Rorrer v. City of Stow, No. 13-3272 (6th Cir. Feb. 26, 2014)

In a dramatic turnabout for the plaintiff, the Sixth Circuit not only reverses summary judgment in this ADA case - holding that There was a genuine dispute of material fact whether a monocular firefighter could perform the essential functions of his job - but then disqualifies the original district court judge in the case on the grounds of appearance of partiality, when that judge arbitrarily limited plaintiff's discovery and then scolded him (groundlessly) for violating a court order.

Spurling v. C&M Fine Pack, Inc., No. 13-1708 (7th Cir.
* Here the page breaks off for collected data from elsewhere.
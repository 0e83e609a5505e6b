//! Binomial Heap implementation
//!
//! A binomial heap is a forest of binomial trees with:
//! - O(log n) insert and remove_min
//! - O(log n) update and remove through handles
//!
//! # Algorithm Overview
//!
//! **Binomial Tree Bₖ**: Recursively defined:
//! - B₀ is a single node
//! - Bₖ is formed by linking two B_{k-1} trees: the root with the larger value
//!   becomes the last child of the other
//! - Bₖ has exactly 2ᵏ nodes, and its root has k children of ranks
//!   0, 1, ..., k-1 (read from the last child back, strictly decreasing)
//!
//! The forest is a sibling-linked list of roots in ascending rank order with
//! at most one tree per rank, just like the set bits of n.
//!
//! **Key Operations**:
//! - **Insert**: meld a B₀ into the forest. Meeting a tree of equal rank links
//!   the two and carries the result onwards, like binary addition.
//! - **Remove-min**: scan the O(log n) roots, unlink the winner, meld each of
//!   its children (each a binomial tree) back in.
//! - **Update**: swap payloads towards the root (decrease) or towards the
//!   smallest child (increase). The tree shape never changes.
//! - **Remove**: force the payload up to its tree's root, then unlink that root
//!   as remove-min does.

use crate::storage::{ElementKey, NodeArena, NodeKey, Payload, Slot};
use crate::traits::{AddressableHeap, Handle, Heap, HeapError};
use crate::validate::{ensure, Violation};
use log::trace;
use rustc_hash::FxHashSet;
use std::cmp::Ordering;
use std::fmt;

/// Rank of a binomial tree; a rank-k tree holds 2ᵏ nodes, so u8 is plenty
type Rank = u8;

/// Handle to an element in a [`BinomialHeap`]
#[derive(Clone, Copy, PartialEq, Eq, Hash, Debug)]
pub struct BinomialHandle(ElementKey);

impl Handle for BinomialHandle {}

/// Internal node structure for binomial heap
///
/// - `parent`: None for forest roots
/// - `child`: first child; children are kept in ascending rank order
/// - `sibling`: next child of the same parent, or next root in the forest
/// - `rank`: number of children
struct Node<T> {
    payload: Payload<T>,
    parent: Option<NodeKey>,
    child: Option<NodeKey>,
    sibling: Option<NodeKey>,
    rank: Rank,
}

impl<T> Slot for Node<T> {
    type Value = T;

    fn payload(&self) -> &Payload<T> {
        &self.payload
    }

    fn payload_mut(&mut self) -> &mut Payload<T> {
        &mut self.payload
    }

    fn into_payload(self) -> Payload<T> {
        self.payload
    }
}

/// Binomial Heap
///
/// # Example
///
/// ```rust
/// use addressable_heaps::binomial::BinomialHeap;
/// use addressable_heaps::{AddressableHeap, Heap};
///
/// let mut heap = BinomialHeap::new();
/// let handle = heap.insert(5);
/// heap.push(3);
/// heap.update(handle, 1).unwrap();
/// assert_eq!(heap.find_min(), Ok(&1));
/// assert_eq!(heap.len(), 2);
/// ```
pub struct BinomialHeap<T: Ord> {
    arena: NodeArena<Node<T>>,
    /// First root of the forest (lowest rank)
    forest: Option<NodeKey>,
    /// Number of elements, maintained incrementally
    len: usize,
}

impl<T: Ord> BinomialHeap<T> {
    /// Points `prev`'s sibling link (or the forest head) at `next`
    fn relink(&mut self, prev: Option<NodeKey>, next: Option<NodeKey>) {
        match prev {
            Some(prev) => self.arena[prev].sibling = next,
            None => self.forest = next,
        }
    }

    fn last_child(&self, node: NodeKey) -> Option<NodeKey> {
        let mut current = self.arena[node].child?;
        while let Some(next) = self.arena[current].sibling {
            current = next;
        }
        Some(current)
    }

    /// Links two detached trees of equal rank into one tree of rank + 1
    ///
    /// On equal values `a` stays on top.
    fn link(&mut self, a: NodeKey, b: NodeKey) -> NodeKey {
        let (parent, child) = if self.arena.less(b, a) { (b, a) } else { (a, b) };

        match self.last_child(parent) {
            Some(last) => self.arena[last].sibling = Some(child),
            None => self.arena[parent].child = Some(child),
        }
        self.arena[child].parent = Some(parent);
        self.arena[parent].rank += 1;
        parent
    }

    /// Inserts a detached tree into the rank-ordered forest
    ///
    /// Equal ranks are linked and the result carried on. The scan resumes
    /// where the carry happened since every earlier root has a smaller rank.
    fn meld(&mut self, mut tree: NodeKey) {
        let mut prev: Option<NodeKey> = None;
        let mut current = self.forest;

        loop {
            let rank = self.arena[tree].rank;
            while let Some(root) = current {
                if self.arena[root].rank >= rank {
                    break;
                }
                prev = Some(root);
                current = self.arena[root].sibling;
            }

            match current {
                Some(root) if self.arena[root].rank == rank => {
                    let next = self.arena[root].sibling.take();
                    self.relink(prev, next);
                    current = next;
                    trace!("binomial carry at rank {}", rank);
                    tree = self.link(root, tree);
                }
                _ => {
                    self.arena[tree].sibling = current;
                    self.relink(prev, Some(tree));
                    return;
                }
            }
        }
    }

    /// Finds the minimum root and the root before it
    fn min_root(&self) -> Option<(Option<NodeKey>, NodeKey)> {
        let first = self.forest?;
        let mut best = (None, first);
        let mut prev = first;
        let mut current = self.arena[first].sibling;

        while let Some(root) = current {
            if self.arena.less(root, best.1) {
                best = (Some(prev), root);
            }
            prev = root;
            current = self.arena[root].sibling;
        }
        Some(best)
    }

    fn forest_predecessor(&self, target: NodeKey) -> Option<NodeKey> {
        let mut prev = None;
        let mut current = self.forest;
        while let Some(root) = current {
            if root == target {
                break;
            }
            prev = Some(root);
            current = self.arena[root].sibling;
        }
        prev
    }

    /// Unlinks a forest root, melds its children back and frees it
    fn detach_root(&mut self, prev: Option<NodeKey>, root: NodeKey) -> Result<T, HeapError> {
        let next = self.arena[root].sibling.take();
        self.relink(prev, next);

        let mut child = self.arena[root].child.take();
        while let Some(current) = child {
            child = self.arena[current].sibling.take();
            self.arena[current].parent = None;
            self.meld(current);
        }

        self.len -= 1;
        self.arena.release(root)
    }

    fn move_up(&mut self, mut node: NodeKey, to_root: bool) -> NodeKey {
        while let Some(parent) = self.arena[node].parent {
            if !to_root && !self.arena.less(node, parent) {
                break;
            }
            self.arena.swap_payloads(node, parent);
            node = parent;
        }
        node
    }

    fn move_down(&mut self, mut node: NodeKey) {
        while let Some(first) = self.arena[node].child {
            let mut smallest = first;
            let mut current = self.arena[first].sibling;
            while let Some(child) = current {
                if self.arena.less(child, smallest) {
                    smallest = child;
                }
                current = self.arena[child].sibling;
            }

            if !self.arena.less(smallest, node) {
                break;
            }
            self.arena.swap_payloads(node, smallest);
            node = smallest;
        }
    }

    /// Checks one binomial tree, returning its node count
    fn validate_tree(&self, root: NodeKey) -> Result<usize, Violation> {
        let mut count = 0;
        let mut stack = vec![root];

        while let Some(node) = stack.pop() {
            count += 1;
            let rank = self.arena[node].rank;
            let mut expected: Rank = 0;
            let mut current = self.arena[node].child;

            while let Some(child) = current {
                ensure(self.arena.contains_node(child), Violation::BrokenLink)?;
                ensure(
                    self.arena[child].parent == Some(node),
                    Violation::BrokenLink,
                )?;
                ensure(!self.arena.less(child, node), Violation::HeapOrder)?;
                ensure(
                    expected < rank && self.arena[child].rank == expected,
                    Violation::MalformedTree(rank),
                )?;
                expected += 1;
                stack.push(child);
                current = self.arena[child].sibling;
            }
            ensure(expected == rank, Violation::MalformedTree(rank))?;
        }
        Ok(count)
    }
}

impl<T: Ord> Heap<T> for BinomialHeap<T> {
    fn new() -> Self {
        Self {
            arena: NodeArena::new(),
            forest: None,
            len: 0,
        }
    }

    fn name(&self) -> &'static str {
        "Binomial Heap"
    }

    fn is_empty(&self) -> bool {
        self.len == 0
    }

    fn len(&self) -> usize {
        self.len
    }

    fn push(&mut self, value: T) {
        self.insert(value);
    }

    fn find_min(&self) -> Result<&T, HeapError> {
        let (_, min) = self.min_root().ok_or(HeapError::EmptyHeap)?;
        Ok(self.arena.value(min))
    }

    fn remove_min(&mut self) -> Result<T, HeapError> {
        let (prev, min) = self.min_root().ok_or(HeapError::EmptyHeap)?;
        self.detach_root(prev, min)
    }

    fn clear(&mut self) {
        self.arena.clear();
        self.forest = None;
        self.len = 0;
    }

    fn validate(&self) -> Result<(), Violation> {
        let mut seen: FxHashSet<Rank> = FxHashSet::default();
        let mut reachable = 0;
        let mut previous_rank: Option<Rank> = None;
        let mut current = self.forest;

        while let Some(root) = current {
            ensure(self.arena.contains_node(root), Violation::BrokenLink)?;
            ensure(self.arena[root].parent.is_none(), Violation::BrokenLink)?;

            let rank = self.arena[root].rank;
            ensure(seen.insert(rank), Violation::DuplicateRank(rank))?;
            ensure(
                previous_rank.map_or(true, |prev| prev < rank),
                Violation::ForestOrder,
            )?;
            previous_rank = Some(rank);

            reachable += self.validate_tree(root)?;
            current = self.arena[root].sibling;
        }

        ensure(
            reachable == self.len && self.len == self.arena.len(),
            Violation::SizeMismatch {
                tracked: self.len,
                reachable,
            },
        )?;
        ensure(self.arena.lookup_consistent(), Violation::LookupMismatch)
    }
}

impl<T: Ord> AddressableHeap<T> for BinomialHeap<T> {
    type Handle = BinomialHandle;

    fn insert(&mut self, value: T) -> BinomialHandle {
        let (node, element) = self.arena.alloc(value, |payload| Node {
            payload,
            parent: None,
            child: None,
            sibling: None,
            rank: 0,
        });
        self.meld(node);
        self.len += 1;
        BinomialHandle(element)
    }

    fn value(&self, handle: BinomialHandle) -> Result<&T, HeapError> {
        let node = self.arena.locate(handle.0)?;
        Ok(self.arena.value(node))
    }

    fn update(&mut self, handle: BinomialHandle, value: T) -> Result<(), HeapError> {
        let node = self.arena.locate(handle.0)?;
        let ordering = value.cmp(self.arena.value(node));
        self.arena.set_value(node, value);

        match ordering {
            Ordering::Less => {
                self.move_up(node, false);
            }
            Ordering::Greater => self.move_down(node),
            Ordering::Equal => {}
        }
        Ok(())
    }

    fn remove(&mut self, handle: BinomialHandle) -> Result<T, HeapError> {
        let node = self.arena.locate(handle.0)?;
        let root = self.move_up(node, true);
        let prev = self.forest_predecessor(root);
        trace!("binomial remove through root of rank {}", self.arena[root].rank);
        self.detach_root(prev, root)
    }
}

impl<T: Ord> Default for BinomialHeap<T> {
    fn default() -> Self {
        Self::new()
    }
}

impl<T: Ord> fmt::Debug for BinomialHeap<T> {
    fn fmt(&self, f: &mut fmt::Formatter<'_>) -> fmt::Result {
        f.debug_struct("BinomialHeap")
            .field("len", &self.len)
            .finish()
    }
}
Jan. 13, 2014)

Any employer that fires a disabled worker on the heels of a request for an ADA workplace accommodation - and entirely disregards a doctor's recommendation - is nothing if not buying trouble. The Seventh Circuit reverses summary judgment on just such a claim, holding that the employee presented a genuine dispute of material fact when she was fired just days after filing paperwork from her physician requesting scheduled rest periods. The record includes deposition testimony by a decision maker that "I don't believe that the doctor is in a position to make that determination. It is his opinion."

EEOC v. Abercrombie & Fitch Stores, Inc., No. 11-5110 (10th Cir. Oct. 1, 2013)

Within a week of Abercrombie & Fitch ("A&F") announcing a settlement with the EEOC of two Title VII religious accommodation claims involving hijab-wearing employees in California, the Tenth Circuit orders entry of judgment for the clothing retailer against the EEOC in a similar case arising out of Oklahoma. The 2-1 decision applies a formalistic circuit rule that "the applicant or employee must initially provide the employer with explicit notice of the conflicting religious practice and the need for an accommodation for it." Employees are forewarned that, where workplace accommodations are concerned, courts expect you speak up for your rights.